◆ Problem requirements: Write out every line below that includes the word "FirstLimitPolicy".

(Stored data)
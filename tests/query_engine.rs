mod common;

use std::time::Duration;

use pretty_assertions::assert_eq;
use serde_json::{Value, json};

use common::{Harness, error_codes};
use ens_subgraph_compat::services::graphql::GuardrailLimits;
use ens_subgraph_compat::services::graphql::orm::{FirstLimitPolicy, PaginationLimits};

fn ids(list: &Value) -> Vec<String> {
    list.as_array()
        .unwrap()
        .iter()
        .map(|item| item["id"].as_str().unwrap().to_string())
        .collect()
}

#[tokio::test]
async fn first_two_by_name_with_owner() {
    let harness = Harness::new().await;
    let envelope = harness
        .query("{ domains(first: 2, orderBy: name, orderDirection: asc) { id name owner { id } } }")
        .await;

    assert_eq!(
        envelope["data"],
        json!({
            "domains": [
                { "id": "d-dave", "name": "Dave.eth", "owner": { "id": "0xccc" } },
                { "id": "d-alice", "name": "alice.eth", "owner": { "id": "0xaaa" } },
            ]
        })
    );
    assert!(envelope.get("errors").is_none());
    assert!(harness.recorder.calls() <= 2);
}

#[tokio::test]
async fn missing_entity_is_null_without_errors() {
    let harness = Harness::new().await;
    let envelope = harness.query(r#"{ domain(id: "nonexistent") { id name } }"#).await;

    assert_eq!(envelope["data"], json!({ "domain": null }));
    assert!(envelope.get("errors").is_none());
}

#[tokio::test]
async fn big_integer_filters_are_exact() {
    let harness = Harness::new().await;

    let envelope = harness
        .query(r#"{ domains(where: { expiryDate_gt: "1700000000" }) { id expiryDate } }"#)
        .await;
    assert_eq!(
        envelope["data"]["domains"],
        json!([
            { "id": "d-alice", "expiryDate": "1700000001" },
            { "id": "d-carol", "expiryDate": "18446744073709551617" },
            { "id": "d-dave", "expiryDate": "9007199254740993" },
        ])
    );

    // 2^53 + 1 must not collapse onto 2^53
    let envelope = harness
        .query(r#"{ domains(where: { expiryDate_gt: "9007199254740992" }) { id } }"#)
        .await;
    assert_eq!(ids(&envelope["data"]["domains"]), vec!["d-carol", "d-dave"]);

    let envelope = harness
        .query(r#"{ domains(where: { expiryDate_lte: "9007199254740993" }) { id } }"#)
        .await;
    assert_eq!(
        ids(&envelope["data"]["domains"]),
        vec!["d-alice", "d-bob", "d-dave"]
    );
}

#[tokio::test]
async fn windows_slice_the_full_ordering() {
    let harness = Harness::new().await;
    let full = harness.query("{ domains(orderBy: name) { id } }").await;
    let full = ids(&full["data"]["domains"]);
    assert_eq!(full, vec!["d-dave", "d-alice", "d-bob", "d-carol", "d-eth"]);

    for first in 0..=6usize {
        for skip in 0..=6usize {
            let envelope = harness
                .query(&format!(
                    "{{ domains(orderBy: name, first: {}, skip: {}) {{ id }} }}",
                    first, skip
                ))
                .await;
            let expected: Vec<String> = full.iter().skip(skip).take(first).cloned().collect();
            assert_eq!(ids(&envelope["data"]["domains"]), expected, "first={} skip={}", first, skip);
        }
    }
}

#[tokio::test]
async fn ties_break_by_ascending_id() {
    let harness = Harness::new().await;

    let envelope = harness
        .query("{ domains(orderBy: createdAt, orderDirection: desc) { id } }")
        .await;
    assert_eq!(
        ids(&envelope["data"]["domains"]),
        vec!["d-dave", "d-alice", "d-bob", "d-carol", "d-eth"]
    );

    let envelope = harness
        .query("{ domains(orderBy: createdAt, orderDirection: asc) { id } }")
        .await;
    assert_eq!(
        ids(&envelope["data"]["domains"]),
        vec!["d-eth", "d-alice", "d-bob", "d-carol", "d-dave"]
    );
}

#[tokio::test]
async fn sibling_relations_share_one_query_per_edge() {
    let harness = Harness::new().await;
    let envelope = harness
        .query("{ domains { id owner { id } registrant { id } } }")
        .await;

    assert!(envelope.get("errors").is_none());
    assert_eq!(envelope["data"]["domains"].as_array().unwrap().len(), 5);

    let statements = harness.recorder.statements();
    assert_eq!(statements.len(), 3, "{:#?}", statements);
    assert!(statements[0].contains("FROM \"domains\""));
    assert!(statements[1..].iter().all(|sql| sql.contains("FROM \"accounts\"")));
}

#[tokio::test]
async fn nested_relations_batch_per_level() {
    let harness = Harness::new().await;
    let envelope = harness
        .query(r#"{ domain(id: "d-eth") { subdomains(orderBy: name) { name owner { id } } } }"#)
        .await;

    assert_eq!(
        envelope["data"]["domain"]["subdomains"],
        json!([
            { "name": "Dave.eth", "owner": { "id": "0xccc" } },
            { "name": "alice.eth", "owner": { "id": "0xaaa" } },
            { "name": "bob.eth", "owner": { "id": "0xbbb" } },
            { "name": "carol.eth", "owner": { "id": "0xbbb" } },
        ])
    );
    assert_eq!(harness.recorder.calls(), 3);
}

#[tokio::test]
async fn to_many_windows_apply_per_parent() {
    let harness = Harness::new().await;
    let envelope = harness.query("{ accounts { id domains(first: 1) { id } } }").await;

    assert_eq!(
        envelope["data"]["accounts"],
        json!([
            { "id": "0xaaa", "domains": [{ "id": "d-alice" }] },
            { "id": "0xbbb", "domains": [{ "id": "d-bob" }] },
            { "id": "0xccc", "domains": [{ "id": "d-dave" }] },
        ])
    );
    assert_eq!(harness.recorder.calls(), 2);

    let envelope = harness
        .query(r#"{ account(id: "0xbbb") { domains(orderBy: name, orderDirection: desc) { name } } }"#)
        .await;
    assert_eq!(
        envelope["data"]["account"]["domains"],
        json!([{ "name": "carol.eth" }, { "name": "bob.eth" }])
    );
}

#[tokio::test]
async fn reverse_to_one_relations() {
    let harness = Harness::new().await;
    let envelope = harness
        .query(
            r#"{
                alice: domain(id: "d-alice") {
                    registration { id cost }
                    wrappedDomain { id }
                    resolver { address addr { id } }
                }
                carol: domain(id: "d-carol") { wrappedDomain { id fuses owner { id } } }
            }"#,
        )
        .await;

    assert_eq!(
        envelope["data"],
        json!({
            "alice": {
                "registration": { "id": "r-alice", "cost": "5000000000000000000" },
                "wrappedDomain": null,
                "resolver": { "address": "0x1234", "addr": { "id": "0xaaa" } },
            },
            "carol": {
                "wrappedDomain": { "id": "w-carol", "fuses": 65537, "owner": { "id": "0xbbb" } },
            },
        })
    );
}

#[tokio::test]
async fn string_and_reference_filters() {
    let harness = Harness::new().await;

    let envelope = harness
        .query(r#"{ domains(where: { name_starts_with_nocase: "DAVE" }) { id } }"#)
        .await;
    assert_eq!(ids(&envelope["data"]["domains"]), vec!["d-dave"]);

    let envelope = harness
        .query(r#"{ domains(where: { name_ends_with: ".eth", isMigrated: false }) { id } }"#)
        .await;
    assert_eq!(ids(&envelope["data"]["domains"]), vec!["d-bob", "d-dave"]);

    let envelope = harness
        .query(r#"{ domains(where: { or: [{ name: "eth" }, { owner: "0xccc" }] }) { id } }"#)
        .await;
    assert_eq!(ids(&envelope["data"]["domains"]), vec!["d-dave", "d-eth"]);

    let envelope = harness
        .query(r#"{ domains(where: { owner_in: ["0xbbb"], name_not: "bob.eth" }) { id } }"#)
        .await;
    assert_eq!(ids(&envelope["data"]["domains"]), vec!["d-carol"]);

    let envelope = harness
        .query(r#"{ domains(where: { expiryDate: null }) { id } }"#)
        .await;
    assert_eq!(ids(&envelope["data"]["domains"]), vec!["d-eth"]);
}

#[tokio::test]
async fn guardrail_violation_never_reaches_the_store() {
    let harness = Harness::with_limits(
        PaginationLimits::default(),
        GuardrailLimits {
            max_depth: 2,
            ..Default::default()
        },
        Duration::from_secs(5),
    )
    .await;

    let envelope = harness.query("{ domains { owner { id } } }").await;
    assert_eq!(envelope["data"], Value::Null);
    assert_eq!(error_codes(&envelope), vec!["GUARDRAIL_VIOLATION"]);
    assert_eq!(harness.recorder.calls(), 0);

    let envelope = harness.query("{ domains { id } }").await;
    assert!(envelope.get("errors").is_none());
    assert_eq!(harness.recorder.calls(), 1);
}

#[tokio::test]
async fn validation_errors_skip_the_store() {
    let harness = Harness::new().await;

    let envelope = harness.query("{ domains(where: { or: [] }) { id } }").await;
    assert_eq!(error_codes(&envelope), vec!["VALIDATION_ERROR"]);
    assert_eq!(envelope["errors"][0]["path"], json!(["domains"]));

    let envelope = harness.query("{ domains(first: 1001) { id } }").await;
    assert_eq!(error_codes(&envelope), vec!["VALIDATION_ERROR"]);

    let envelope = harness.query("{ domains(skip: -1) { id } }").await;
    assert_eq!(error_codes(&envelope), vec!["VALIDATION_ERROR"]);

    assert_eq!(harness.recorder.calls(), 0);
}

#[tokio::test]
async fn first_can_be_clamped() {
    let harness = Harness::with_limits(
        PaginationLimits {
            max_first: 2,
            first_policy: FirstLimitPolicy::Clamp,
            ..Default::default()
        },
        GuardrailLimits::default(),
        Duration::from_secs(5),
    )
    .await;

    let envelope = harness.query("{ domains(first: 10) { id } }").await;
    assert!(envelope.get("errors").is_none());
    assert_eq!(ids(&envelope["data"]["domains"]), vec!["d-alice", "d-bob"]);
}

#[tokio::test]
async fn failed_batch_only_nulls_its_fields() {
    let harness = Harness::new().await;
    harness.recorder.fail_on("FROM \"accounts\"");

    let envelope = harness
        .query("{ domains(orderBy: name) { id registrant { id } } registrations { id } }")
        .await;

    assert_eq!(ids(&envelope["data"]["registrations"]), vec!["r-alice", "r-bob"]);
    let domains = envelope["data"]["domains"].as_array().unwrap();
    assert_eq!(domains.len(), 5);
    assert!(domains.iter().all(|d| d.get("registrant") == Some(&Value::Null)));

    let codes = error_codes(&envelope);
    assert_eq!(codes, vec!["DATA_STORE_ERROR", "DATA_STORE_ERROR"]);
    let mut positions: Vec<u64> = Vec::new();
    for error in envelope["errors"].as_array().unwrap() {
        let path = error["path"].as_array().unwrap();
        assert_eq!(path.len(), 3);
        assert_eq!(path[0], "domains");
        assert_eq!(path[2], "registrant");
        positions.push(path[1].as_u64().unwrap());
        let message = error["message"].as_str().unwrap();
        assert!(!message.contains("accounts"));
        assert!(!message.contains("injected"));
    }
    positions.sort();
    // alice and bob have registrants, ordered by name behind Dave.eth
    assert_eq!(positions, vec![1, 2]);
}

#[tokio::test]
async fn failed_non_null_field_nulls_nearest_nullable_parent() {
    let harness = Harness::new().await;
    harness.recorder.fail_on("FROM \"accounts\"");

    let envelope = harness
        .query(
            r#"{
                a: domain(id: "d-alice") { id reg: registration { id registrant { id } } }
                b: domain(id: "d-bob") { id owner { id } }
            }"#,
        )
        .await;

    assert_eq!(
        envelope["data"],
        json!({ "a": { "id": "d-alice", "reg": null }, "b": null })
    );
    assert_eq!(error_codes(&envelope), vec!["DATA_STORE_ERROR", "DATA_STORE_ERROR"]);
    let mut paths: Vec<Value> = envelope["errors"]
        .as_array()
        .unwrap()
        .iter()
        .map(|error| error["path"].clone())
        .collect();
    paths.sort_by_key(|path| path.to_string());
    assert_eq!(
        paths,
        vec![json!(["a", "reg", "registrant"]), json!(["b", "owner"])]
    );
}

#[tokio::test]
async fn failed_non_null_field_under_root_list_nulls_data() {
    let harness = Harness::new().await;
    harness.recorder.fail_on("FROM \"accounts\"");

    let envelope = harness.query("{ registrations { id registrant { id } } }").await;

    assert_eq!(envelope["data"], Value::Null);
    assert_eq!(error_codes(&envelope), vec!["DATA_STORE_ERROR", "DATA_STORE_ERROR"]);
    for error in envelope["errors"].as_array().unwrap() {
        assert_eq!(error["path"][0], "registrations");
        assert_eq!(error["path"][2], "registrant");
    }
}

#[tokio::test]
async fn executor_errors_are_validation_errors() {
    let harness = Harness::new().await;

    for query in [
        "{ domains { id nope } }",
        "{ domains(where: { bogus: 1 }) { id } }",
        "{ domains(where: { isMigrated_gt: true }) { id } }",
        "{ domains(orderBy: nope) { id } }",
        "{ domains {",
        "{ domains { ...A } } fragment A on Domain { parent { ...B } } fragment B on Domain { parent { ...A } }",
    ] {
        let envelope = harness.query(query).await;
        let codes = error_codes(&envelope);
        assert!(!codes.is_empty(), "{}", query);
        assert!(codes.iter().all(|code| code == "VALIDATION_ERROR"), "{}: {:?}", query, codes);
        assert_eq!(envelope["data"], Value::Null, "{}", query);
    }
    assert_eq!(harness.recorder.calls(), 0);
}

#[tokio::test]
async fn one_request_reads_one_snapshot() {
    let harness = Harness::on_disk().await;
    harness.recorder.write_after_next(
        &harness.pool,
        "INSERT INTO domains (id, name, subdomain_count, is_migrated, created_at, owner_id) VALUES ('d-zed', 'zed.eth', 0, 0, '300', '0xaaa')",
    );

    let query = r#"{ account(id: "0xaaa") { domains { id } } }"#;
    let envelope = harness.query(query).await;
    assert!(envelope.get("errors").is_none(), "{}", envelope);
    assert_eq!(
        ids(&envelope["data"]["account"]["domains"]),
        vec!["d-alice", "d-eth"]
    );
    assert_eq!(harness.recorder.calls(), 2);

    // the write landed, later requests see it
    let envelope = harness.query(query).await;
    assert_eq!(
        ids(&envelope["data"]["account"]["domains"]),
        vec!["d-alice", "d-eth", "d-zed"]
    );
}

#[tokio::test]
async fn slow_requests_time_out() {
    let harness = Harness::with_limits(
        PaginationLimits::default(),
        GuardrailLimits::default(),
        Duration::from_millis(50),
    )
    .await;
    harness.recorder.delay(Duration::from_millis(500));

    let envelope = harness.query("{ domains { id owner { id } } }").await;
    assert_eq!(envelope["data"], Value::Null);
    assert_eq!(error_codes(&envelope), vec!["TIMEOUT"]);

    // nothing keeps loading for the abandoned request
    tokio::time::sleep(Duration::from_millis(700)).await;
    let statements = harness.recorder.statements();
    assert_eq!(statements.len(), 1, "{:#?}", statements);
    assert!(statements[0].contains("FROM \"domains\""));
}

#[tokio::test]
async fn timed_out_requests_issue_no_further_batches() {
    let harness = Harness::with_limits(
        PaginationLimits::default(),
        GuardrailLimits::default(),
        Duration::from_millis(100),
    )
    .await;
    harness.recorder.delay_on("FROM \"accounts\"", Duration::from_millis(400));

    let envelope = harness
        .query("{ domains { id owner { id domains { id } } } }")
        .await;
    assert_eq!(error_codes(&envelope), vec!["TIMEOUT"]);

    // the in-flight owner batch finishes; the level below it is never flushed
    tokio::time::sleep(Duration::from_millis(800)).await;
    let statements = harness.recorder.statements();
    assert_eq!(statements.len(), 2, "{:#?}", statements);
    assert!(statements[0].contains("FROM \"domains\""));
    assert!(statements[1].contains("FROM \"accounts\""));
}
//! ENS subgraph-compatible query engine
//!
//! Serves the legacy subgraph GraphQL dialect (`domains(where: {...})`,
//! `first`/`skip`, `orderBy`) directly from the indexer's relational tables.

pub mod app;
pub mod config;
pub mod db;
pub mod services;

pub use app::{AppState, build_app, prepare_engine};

◆ Answer below:
use ens_subgraph_compat::services::graphql::orm::{FirstLimitPolicy, PaginationLimits};
            first_policy: FirstLimitPolicy::Clamp,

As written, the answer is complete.